Fig. 2: Schematic summary of the impact of purine synthesis alterations on antibiotic tolerance, persistence, and resistance.
From: The impact of bacterial purine metabolism on antibiotic efficacy
Purine synthesis gene variations are shown either as gene deletions/disruptions (Δ) or point mutations (Mut), with the two italicised letters before the protein name indicating the bacterial species (Ec = E. coli, Sa = S. aureus, Et = Edwardsiella tarda, Vs = Vibrio splendidus, Se = Salmonella enterica, Ms = Mycobacterium smegmatis, Ng = Neisseria gonorrhoeae, Bs = Bacillus subtilis).
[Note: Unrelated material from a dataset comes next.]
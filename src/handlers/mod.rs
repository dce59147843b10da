pub mod health_handlers;
pub mod sync_handlers;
Other abbreviations indicate resistant bacteria: methicillin-resistant S. aureus (MRSA), vancomycin-intermediate S. aureus (VISA), extended-spectrum beta-lactamase E. coli (ESBL-Ec), carbapenem-resistant Acinetobacter baumannii (CRAB), daptomycin non-susceptible S. aureus (SaDAPNS). Boxes indicate key purine metabolite/purine-derived messenger conditions that have been implicated in various aspects of antibiotic efficacy. Arrow colouring indicates the antibiotic efficacy state that the variation leads to. See Fig. 1 for details of which step in the purine synthesis pathway each enzyme catalyses.